Exercise: Below are entries; print them exactly from the first line through the one containing "use primitive_types::U256;".

═════ Input for this task

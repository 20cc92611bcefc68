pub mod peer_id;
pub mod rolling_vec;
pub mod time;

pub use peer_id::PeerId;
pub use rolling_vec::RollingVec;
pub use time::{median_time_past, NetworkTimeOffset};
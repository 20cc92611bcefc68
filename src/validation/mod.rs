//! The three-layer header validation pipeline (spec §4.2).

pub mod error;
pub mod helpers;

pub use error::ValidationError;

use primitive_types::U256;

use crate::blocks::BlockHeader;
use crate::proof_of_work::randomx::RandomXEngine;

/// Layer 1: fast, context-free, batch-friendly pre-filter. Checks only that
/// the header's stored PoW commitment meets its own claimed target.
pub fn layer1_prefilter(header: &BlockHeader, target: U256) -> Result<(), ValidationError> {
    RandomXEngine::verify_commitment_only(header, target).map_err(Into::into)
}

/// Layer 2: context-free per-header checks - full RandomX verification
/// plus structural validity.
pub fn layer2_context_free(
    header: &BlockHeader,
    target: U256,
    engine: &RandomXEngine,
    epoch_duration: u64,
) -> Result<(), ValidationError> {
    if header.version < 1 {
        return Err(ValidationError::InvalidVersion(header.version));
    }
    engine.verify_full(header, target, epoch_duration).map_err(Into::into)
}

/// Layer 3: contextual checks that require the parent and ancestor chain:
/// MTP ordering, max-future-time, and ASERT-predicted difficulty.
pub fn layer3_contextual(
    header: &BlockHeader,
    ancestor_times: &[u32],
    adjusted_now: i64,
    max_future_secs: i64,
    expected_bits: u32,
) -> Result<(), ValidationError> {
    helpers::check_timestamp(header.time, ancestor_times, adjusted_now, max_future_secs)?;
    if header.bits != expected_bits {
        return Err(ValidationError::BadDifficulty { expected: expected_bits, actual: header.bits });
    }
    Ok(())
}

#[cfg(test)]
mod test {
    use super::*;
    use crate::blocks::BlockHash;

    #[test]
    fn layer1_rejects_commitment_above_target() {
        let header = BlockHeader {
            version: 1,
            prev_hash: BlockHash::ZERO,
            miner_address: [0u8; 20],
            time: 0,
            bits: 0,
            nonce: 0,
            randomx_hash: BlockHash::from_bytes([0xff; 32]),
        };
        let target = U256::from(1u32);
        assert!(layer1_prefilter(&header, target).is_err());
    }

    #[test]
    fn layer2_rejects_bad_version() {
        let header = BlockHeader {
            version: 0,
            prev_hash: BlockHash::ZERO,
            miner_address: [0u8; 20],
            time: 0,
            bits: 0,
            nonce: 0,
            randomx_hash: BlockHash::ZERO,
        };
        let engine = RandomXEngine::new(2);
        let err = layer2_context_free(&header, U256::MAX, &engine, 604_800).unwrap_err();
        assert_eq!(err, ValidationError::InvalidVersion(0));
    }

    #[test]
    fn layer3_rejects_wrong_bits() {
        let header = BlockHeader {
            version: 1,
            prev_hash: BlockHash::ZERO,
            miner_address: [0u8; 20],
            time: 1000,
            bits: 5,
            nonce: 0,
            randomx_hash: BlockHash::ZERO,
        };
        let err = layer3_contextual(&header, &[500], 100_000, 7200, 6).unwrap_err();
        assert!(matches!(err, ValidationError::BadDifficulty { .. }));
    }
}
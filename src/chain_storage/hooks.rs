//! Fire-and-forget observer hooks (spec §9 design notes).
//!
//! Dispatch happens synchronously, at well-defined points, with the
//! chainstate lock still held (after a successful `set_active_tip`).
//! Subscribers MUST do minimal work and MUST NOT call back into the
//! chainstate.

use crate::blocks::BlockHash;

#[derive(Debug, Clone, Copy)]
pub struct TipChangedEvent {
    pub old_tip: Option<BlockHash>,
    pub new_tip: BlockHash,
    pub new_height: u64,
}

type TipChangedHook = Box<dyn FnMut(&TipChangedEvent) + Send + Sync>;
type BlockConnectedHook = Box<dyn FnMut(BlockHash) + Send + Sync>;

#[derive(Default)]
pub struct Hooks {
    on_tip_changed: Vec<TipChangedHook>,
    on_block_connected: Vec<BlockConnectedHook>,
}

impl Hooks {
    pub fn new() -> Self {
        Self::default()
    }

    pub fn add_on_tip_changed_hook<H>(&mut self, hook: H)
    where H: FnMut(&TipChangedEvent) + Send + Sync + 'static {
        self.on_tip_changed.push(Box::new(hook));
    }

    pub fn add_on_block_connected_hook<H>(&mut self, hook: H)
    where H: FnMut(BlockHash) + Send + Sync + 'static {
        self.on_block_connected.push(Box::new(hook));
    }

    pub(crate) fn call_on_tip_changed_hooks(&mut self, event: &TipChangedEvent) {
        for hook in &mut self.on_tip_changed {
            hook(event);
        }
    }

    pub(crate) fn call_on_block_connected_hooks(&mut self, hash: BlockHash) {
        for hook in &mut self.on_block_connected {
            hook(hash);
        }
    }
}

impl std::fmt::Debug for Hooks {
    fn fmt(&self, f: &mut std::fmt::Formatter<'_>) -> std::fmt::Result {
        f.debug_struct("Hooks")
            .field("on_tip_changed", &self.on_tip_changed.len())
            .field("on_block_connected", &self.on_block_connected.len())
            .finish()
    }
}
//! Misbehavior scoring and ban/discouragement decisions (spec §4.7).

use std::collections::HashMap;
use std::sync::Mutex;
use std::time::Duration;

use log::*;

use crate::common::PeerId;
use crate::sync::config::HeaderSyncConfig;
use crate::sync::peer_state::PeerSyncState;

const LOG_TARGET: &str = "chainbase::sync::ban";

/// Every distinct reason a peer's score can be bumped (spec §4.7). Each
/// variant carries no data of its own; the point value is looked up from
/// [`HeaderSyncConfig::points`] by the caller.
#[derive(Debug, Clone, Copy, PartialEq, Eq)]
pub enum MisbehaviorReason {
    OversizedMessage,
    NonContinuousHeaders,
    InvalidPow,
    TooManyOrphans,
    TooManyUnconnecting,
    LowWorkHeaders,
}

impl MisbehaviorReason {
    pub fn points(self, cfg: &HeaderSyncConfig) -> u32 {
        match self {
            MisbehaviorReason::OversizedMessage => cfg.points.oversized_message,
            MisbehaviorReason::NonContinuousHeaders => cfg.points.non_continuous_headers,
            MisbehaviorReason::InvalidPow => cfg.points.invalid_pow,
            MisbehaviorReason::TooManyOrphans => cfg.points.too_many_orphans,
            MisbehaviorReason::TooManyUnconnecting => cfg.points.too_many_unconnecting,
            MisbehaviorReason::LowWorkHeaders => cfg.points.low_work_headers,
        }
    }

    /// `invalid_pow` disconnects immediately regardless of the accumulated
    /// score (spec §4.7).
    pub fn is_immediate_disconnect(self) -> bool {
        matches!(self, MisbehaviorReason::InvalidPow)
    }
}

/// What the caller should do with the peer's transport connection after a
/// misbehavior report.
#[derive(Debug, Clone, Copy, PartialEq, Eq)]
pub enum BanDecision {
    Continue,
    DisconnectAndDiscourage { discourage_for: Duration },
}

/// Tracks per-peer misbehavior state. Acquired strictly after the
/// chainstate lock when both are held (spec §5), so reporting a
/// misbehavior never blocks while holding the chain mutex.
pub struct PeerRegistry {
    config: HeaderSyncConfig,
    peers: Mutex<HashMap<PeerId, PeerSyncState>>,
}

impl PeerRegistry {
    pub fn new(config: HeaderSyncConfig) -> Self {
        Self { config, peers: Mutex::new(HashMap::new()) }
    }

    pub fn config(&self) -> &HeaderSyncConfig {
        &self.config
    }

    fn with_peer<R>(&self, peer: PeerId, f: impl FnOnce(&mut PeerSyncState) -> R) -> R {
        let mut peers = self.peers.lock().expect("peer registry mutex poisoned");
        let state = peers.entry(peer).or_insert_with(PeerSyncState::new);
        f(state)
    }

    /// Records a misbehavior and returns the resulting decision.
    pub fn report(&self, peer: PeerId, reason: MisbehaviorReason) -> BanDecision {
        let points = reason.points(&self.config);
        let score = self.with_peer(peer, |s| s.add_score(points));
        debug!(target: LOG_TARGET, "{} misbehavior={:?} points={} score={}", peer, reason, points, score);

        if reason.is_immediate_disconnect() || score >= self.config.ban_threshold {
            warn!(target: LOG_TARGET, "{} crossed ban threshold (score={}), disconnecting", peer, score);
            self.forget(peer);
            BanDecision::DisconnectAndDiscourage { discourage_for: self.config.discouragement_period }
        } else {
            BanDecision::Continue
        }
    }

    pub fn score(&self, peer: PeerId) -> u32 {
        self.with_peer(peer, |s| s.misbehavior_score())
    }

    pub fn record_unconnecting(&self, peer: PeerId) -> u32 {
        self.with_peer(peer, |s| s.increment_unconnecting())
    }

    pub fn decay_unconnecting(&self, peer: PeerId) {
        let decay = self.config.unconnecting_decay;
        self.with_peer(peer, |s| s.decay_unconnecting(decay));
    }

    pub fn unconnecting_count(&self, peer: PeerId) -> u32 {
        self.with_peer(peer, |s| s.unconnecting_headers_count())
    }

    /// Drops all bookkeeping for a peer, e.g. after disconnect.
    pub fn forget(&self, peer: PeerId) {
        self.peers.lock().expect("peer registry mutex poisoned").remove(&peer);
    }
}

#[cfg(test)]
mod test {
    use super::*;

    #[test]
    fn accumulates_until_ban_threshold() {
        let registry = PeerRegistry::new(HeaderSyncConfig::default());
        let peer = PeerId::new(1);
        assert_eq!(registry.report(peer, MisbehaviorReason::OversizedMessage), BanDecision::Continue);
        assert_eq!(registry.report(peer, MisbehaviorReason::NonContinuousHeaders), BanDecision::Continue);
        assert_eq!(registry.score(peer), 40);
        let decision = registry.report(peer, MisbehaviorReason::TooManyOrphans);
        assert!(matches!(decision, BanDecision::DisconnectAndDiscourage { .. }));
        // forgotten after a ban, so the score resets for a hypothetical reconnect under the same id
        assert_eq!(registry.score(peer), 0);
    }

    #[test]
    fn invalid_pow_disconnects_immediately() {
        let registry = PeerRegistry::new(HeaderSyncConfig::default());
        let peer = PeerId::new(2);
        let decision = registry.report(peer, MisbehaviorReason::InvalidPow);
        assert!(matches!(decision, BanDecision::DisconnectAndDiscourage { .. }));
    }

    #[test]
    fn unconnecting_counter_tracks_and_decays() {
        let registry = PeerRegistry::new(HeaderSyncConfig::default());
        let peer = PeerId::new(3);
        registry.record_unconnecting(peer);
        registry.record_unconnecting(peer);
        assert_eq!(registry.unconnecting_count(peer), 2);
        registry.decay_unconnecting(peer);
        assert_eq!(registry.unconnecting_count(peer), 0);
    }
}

══════════

Task output:
repository 20cc92611bcefc68
pub mod peer_id;
pub mod rolling_vec;
pub mod time;

pub use peer_id::PeerId;
pub use rolling_vec::RollingVec;
pub use time::{median_time_past, NetworkTimeOffset};
repository 20cc92611bcefc68
filename src/validation/mod.rs
//! The three-layer header validation pipeline (spec §4.2).

pub mod error;
pub mod helpers;

pub use error::ValidationError;

use primitive_types::U256;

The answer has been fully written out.